Contractors typically charge 10% overhead + 10% profit on top of material and labor costs. This is standard in the industry. Insurers frequently remove O&P from their estimates, arguing it's only warranted when three or more trades are involved.

The reality:

  • -Most water damage repairs involve multiple trades (demo, plumbing, electrical, drywall, flooring, painting)
  • -O&P is a legitimate cost of hiring a general contractor to manage the project
  • -If you're acting as your own GC, the insurer has a stronger argument — but most homeowners aren't
  • -Xactimate has a built-in O&P calculation that many adjusters simply turn off

Depreciation and Recoverable Depreciation

How it works

On a Replacement Cost Value (RCV) policy:

  1. -Insurer calculates full replacement cost
  2. -Subtracts depreciation → pays you Actual Cash Value (ACV) up front
  3. -You complete repairs and submit invoices
  4. -Insurer releases the depreciation holdback ("recoverable depreciation")

Common issues

  • -Over-depreciation — insurer depreciates items beyond reasonable useful life
  • -Labor depreciation — some insurers depreciate labor, which is widely considered improper (you can't hire a "depreciated" plumber)
  • -Non-recoverable depreciation — some policies or states treat certain depreciation as non-recoverable (check your policy)
  • -Deadline to recover — most policies give you a time limit (often 180 days or 1 year) to complete repairs and claim recoverable depreciation

What to challenge

  • -Any depreciation on labor
  • -Depreciation rates that seem unreasonable (70% on 5-year-old carpet?)
  • -Items listed as "non-recoverable" without clear policy basis

Matching

If your kitchen has continuous flooring that extends into the dining room, but only the kitchen was damaged, should the insurer pay to replace only the kitchen flooring (leaving a visible mismatch) or the entire continuous floor?

Colorado position: Matching is often required to restore the home to pre-loss condition.
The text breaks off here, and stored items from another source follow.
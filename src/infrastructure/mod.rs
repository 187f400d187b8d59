pub mod chart;
pub mod config;
pub mod rest_countries;
pub mod storage;
pub mod table;
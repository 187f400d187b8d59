use crate::domain::country::{NumericField, StructuredCountryRecord};

/// The `limit` records with the largest `field` values, largest first.
/// Equal values keep their input order.
pub fn top_by_field(
    records: &[StructuredCountryRecord],
    field: NumericField,
    limit: usize,
) -> Vec<StructuredCountryRecord> {
    let mut ranked = records.to_vec();
    ranked.sort_by(|a, b| b.value_of(field).total_cmp(&a.value_of(field)));
    ranked.truncate(limit);
    ranked
}

/// Chart axes for a ranking: names on x, field values on y
pub fn chart_series(
    records: &[StructuredCountryRecord],
    field: NumericField,
) -> (Vec<String>, Vec<f64>) {
    records
        .iter()
        .map(|record| (record.name().to_string(), record.value_of(field)))
        .unzip()
}

#[cfg(test)]
mod tests {
    use super::*;

    #[test]
    fn test_top_by_population() {
        let records = vec![
            StructuredCountryRecord::with_counts("Small", 10, 1.0),
            StructuredCountryRecord::with_counts("Big", 1000, 1.0),
            StructuredCountryRecord::with_counts("Mid", 100, 1.0),
            StructuredCountryRecord::with_counts("AlsoMid", 100, 1.0),
        ];

        let top = top_by_field(&records, NumericField::Population, 3);
        let names: Vec<&str> = top.iter().map(|r| r.name()).collect();
        assert_eq!(names, vec!["Big", "Mid", "AlsoMid"]);
    }

    #[test]
    fn test_limit_larger_than_input() {
        let records = vec![StructuredCountryRecord::with_counts("Only", 1, 1.0)];
        assert_eq!(top_by_field(&records, NumericField::AreaKm2, 10).len(), 1);
    }

    #[test]
    fn test_chart_series() {
        let records = vec![
            StructuredCountryRecord::with_counts("A", 10, 2.0),
            StructuredCountryRecord::with_counts("B", 30, 3.0),
        ];
        let (x, y) = chart_series(&records, NumericField::Density);
        assert_eq!(x, vec!["A".to_string(), "B".to_string()]);
        assert_eq!(y, vec![5.0, 10.0]);
    }
}
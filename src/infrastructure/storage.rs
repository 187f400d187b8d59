use std::fs;
use std::io::{BufWriter, Write};
use std::path::Path;

use serde::Serialize;

use crate::domain::country::StructuredCountryRecord;
use crate::domain::error::{AppError, Result};

/// Write records as pretty JSON (4-space indent). Non-ASCII text is kept
/// as UTF-8, never `\u` escaped.
pub fn save_json(records: &[StructuredCountryRecord], path: &Path) -> Result<()> {
    ensure_parent_dir(path)?;

    let file = fs::File::create(path).map_err(|e| {
        AppError::IoError(format!("Failed to create {}: {}", path.display(), e))
    })?;
    let mut writer = BufWriter::new(file);

    let formatter = serde_json::ser::PrettyFormatter::with_indent(b"    ");
    let mut serializer = serde_json::Serializer::with_formatter(&mut writer, formatter);
    records.serialize(&mut serializer)?;
    writer.write_all(b"\n")?;
    writer.flush()?;

    tracing::info!(path = %path.display(), count = records.len(), "Saved JSON");
    Ok(())
}

/// Read records previously written by [`save_json`]
pub fn load_json(path: &Path) -> Result<Vec<StructuredCountryRecord>> {
    let content = fs::read_to_string(path).map_err(|e| {
        AppError::IoError(format!("Failed to read {}: {}", path.display(), e))
    })?;

    let records: Vec<StructuredCountryRecord> = serde_json::from_str(&content).map_err(|e| {
        AppError::IoError(format!("Failed to parse {}: {}", path.display(), e))
    })?;

    tracing::info!(path = %path.display(), count = records.len(), "Loaded JSON");
    Ok(records)
}

pub fn ensure_parent_dir(path: &Path) -> std::io::Result<()> {
    match path.parent() {
        Some(parent) if !parent.as_os_str().is_empty() => ensure_dir(parent),
        _ => Ok(()),
    }
}

fn ensure_dir(path: &Path) -> std::io::Result<()> {
    if !path.exists() {
        fs::create_dir_all(path)?;
    }
    Ok(())
}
If materials can't be reasonably matched, replacement of the continuous area is appropriate.

How to argue it: Take photos showing the material is continuous and that patching creates an obvious mismatch. Get a flooring contractor to confirm in writing that matching is not possible.


When You're Stuck

If supplementing and re-inspection don't resolve the dispute:

  1. -Appraisal clause — most policies include an appraisal process where each side hires an appraiser and they select a neutral umpire. This can resolve scope/amount disputes without litigation.
  2. -DORA complaint — if the insurer isn't negotiating in good faith, file with the Colorado Division of Insurance (see DORA Complaint)
  3. -Hire a public adjuster — they handle scope disputes professionally and take a percentage of the recovery
  4. -Consult an attorney — if bad faith is involved, an attorney may take it on contingency

See When to Hire Help for guidance on which path fits your situation.


General information, not legal advice. For advice specific to your situation, consult a licensed professional.